= EXERCISE =
Report only the number of lines in this material that include "Repository".

= TASK DATA =

- Opening Delimiter -

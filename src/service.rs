//! Runtime wiring for one interview session.
//!
//! Every handler takes the core lock for its whole duration, so lifecycle
//! transitions, backup writes and clock expiries run to completion one at a
//! time. Clock expiries arrive over a channel and go through the same
//! submission path as a manual answer.

use std::collections::BTreeMap;
use std::sync::{Arc, Weak};

use chrono::{DateTime, Utc};
use serde::Serialize;
use tokio::sync::{mpsc, Mutex};
use tokio::task::JoinHandle;

use crate::error::{LifecycleError, ScoringError, StorageError};
use crate::models::{
    CandidateFields, CandidateStatus, InterviewSummary, Question, SortBy, SortOrder, ViewState,
};
use crate::persistence::{
    decode_candidate, decode_primary, reconcile, AnswerDraft, BackupWriter, DecodeFailure,
    DraftAutosave, Namespace, ReconcileReport, Repository,
};
use crate::scheduler::{FlushFn, FlushFuture, FlushReason, FlushScheduler};
use crate::scoring::{fallback_scored, AnswerInput, AnswerScorer, Scored, FALLBACK_MESSAGE};
use crate::settings::PersistenceSettings;
use crate::store::{AnswerEvent, CandidateStore, Progress};
use crate::timer::{ClockEvent, ClockSnapshot, QuestionClock};
use crate::{log_error, log_info, log_warn};

const ENABLE_LOGS: bool = true;

struct Core {
    store: CandidateStore,
    writer: BackupWriter,
    drafts: DraftAutosave,
}

impl Core {
    fn flush(&mut self, now: DateTime<Utc>) -> bool {
        self.writer.flush(&self.store, now)
    }
}

struct Inner {
    core: Arc<Mutex<Core>>,
    repo: Repository,
    clock: QuestionClock,
    scheduler: FlushScheduler,
    scorer: Arc<dyn AnswerScorer>,
    clock_events: Mutex<Option<mpsc::UnboundedReceiver<ClockEvent>>>,
    pump: Mutex<Option<JoinHandle<()>>>,
}

#[derive(Clone)]
pub struct InterviewService {
    inner: Arc<Inner>,
}

/// What boot recovered from durable storage.
#[derive(Debug, Clone, Default, Serialize)]
#[serde(rename_all = "camelCase")]
pub struct BootReport {
    pub primary_candidates: usize,
    pub primary_skipped: usize,
    /// Set when the primary snapshot was unreadable and boot started empty.
    pub primary_error: Option<String>,
    /// Interviews that were running when the process stopped; now paused.
    pub interrupted: Vec<String>,
    pub reconcile: ReconcileReport,
}

#[derive(Debug, Clone, PartialEq)]
pub struct AnswerOutcome {
    pub question_id: String,
    pub score: u32,
    pub feedback: String,
    /// Shown to the candidate when the fallback score was applied.
    pub notice: Option<&'static str>,
    pub progress: Progress,
}

#[derive(Debug, Clone, Serialize)]
#[serde(rename_all = "camelCase")]
pub struct CandidateDigest {
    pub id: String,
    pub name: String,
    pub status: CandidateStatus,
    pub current_question_index: usize,
    pub answered: usize,
    pub questions: usize,
    pub total_score: u32,
    pub max_score: u32,
    pub restored: bool,
}

#[derive(Debug, Clone, Serialize)]
#[serde(rename_all = "camelCase")]
pub struct DebugReport {
    pub generated_at: DateTime<Utc>,
    pub candidates: Vec<CandidateDigest>,
    pub active_candidate_id: Option<String>,
    pub view: ViewState,
    pub tombstones: Vec<String>,
    pub keys: BTreeMap<&'static str, Vec<String>>,
    pub unknown_keys: Vec<String>,
    pub undecodable: Vec<DecodeFailure>,
    pub pending_writes: bool,
    pub clock: ClockSnapshot,
}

- Closing Delimiter -

= PROBLEM SOLUTION =
2